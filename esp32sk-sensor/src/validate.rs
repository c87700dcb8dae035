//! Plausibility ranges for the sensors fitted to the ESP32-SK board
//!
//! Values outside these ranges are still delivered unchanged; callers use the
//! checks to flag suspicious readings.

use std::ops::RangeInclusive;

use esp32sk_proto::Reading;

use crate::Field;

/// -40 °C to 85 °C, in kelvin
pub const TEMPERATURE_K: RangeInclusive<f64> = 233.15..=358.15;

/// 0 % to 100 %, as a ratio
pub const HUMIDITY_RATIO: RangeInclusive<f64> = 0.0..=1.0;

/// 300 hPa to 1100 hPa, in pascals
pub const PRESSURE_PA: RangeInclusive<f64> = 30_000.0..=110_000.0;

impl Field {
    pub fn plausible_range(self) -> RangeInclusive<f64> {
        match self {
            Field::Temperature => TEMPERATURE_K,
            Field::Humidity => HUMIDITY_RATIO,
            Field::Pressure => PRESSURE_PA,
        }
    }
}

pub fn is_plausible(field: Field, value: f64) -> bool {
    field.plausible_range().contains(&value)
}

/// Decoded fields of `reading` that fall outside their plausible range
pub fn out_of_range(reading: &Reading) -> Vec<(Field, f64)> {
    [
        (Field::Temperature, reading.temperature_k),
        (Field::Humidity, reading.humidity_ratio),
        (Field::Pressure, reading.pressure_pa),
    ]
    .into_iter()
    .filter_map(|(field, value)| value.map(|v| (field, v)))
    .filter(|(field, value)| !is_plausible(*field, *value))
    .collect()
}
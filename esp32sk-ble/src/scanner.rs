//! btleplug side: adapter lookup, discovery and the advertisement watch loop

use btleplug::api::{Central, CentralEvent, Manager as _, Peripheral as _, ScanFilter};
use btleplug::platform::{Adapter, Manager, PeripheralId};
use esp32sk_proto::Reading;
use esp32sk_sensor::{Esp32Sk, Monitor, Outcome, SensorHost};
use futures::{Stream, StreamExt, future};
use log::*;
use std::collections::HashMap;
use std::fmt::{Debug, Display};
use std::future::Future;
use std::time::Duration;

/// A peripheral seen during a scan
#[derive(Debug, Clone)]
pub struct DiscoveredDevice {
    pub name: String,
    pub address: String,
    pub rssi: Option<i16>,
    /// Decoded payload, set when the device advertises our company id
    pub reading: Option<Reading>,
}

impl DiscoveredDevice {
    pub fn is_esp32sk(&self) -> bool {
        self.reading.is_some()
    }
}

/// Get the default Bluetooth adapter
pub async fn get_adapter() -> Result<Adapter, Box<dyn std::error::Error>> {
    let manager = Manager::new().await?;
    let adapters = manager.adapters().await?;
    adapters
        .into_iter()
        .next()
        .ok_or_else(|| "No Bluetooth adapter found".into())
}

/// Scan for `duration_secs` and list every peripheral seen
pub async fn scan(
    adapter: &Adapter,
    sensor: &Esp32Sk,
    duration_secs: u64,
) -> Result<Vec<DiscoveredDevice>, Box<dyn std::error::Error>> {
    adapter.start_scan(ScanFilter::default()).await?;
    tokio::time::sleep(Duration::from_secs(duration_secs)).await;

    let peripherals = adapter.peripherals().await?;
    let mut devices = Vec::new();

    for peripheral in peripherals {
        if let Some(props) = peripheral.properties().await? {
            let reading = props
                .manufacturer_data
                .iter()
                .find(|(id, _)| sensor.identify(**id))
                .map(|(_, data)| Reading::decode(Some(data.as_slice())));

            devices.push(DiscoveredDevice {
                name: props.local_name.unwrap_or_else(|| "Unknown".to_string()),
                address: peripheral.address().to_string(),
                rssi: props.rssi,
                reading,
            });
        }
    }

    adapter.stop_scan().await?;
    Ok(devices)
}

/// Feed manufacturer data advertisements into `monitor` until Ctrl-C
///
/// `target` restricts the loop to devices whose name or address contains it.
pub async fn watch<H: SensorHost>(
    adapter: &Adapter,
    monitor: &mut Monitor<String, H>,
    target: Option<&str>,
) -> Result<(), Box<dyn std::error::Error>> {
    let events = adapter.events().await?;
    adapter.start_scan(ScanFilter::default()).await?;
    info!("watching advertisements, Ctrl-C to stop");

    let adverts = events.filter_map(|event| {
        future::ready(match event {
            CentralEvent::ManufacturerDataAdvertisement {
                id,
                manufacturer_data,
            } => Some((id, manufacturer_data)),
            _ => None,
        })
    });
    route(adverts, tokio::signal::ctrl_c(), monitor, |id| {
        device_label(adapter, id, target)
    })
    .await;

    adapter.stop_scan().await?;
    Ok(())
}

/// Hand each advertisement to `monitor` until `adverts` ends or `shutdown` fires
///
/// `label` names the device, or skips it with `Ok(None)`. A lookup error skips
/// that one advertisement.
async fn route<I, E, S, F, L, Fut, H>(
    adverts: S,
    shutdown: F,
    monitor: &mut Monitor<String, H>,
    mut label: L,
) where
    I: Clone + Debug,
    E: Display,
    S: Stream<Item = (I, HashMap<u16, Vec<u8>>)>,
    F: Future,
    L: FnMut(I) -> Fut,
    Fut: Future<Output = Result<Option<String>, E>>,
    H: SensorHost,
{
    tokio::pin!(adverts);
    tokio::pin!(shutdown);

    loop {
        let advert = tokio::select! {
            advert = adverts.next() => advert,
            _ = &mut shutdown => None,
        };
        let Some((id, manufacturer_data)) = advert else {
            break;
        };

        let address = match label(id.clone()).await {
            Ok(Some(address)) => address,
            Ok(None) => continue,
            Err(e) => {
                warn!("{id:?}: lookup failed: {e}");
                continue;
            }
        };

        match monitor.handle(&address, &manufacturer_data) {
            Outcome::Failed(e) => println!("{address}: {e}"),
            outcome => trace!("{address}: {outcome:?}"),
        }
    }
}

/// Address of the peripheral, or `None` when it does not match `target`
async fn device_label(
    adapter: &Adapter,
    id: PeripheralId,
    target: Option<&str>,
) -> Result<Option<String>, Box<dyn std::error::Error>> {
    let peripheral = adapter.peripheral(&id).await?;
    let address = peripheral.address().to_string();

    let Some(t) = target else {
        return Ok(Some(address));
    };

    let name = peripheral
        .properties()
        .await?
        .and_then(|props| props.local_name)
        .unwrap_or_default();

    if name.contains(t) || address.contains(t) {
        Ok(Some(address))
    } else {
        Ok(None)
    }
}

==

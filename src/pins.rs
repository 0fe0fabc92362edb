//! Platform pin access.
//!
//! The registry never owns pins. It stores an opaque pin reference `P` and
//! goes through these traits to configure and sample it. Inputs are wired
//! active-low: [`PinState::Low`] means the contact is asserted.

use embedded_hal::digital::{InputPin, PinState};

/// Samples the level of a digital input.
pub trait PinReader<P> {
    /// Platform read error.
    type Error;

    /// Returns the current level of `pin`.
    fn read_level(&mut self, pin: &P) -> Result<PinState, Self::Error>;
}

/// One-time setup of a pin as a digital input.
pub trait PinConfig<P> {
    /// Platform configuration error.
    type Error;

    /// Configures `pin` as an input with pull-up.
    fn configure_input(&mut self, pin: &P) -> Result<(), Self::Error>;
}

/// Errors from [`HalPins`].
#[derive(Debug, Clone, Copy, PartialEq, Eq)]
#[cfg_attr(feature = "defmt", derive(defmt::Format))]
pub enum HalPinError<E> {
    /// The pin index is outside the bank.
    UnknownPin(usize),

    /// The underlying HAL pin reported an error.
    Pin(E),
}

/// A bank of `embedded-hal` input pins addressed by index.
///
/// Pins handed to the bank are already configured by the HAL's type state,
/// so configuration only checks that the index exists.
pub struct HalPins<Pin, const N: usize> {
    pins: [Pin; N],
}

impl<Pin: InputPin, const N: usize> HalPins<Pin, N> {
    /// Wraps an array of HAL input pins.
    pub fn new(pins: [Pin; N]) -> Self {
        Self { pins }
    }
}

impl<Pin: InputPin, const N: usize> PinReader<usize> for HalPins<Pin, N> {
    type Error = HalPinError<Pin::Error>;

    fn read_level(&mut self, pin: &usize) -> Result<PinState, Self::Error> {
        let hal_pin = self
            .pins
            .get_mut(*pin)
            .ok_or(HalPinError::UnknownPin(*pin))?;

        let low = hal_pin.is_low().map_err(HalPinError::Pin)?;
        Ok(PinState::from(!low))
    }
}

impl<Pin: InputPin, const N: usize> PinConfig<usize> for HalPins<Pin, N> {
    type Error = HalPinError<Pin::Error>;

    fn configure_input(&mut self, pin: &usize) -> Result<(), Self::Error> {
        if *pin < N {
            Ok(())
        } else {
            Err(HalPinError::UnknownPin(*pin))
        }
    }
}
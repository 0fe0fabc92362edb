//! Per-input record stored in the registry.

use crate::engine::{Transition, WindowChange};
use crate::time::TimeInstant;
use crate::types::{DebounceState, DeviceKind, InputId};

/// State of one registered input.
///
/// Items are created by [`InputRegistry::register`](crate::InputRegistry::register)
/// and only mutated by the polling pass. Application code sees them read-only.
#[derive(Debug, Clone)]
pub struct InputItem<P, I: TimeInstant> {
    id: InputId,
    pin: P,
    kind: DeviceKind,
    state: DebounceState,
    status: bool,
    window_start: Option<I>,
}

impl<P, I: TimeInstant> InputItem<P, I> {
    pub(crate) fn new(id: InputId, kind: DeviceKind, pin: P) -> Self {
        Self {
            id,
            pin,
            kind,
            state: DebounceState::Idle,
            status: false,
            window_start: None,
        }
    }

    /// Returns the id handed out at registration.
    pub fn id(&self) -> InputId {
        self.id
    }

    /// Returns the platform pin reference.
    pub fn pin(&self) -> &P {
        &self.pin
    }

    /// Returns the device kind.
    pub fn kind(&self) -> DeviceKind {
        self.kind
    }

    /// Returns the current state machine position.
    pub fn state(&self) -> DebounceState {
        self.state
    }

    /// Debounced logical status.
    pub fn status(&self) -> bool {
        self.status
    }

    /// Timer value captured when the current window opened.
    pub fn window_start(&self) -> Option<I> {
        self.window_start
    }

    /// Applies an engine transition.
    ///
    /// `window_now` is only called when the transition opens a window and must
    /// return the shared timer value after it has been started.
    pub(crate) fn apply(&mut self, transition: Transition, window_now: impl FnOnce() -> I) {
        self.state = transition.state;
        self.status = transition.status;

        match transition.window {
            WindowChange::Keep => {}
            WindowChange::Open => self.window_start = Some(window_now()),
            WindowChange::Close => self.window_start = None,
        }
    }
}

### Your assignment
The required answer is the exact run of lines above starting at the line with "pub fn is_esp32sk(&self)" and ending at the line with "let peripherals = adapter.peripherals().await?;", with both ends present.

### Reply to the exercise
    pub fn is_esp32sk(&self) -> bool {
        self.reading.is_some()
    }
}

/// Get the default Bluetooth adapter
pub async fn get_adapter() -> Result<Adapter, Box<dyn std::error::Error>> {
    let manager = Manager::new().await?;
    let adapters = manager.adapters().await?;
    adapters
        .into_iter()
        .next()
        .ok_or_else(|| "No Bluetooth adapter found".into())
}

/// Scan for `duration_secs` and list every peripheral seen
pub async fn scan(
    adapter: &Adapter,
    sensor: &Esp32Sk,
    duration_secs: u64,
) -> Result<Vec<DiscoveredDevice>, Box<dyn std::error::Error>> {
    adapter.start_scan(ScanFilter::default()).await?;
    tokio::time::sleep(Duration::from_secs(duration_secs)).await;

    let peripherals = adapter.peripherals().await?;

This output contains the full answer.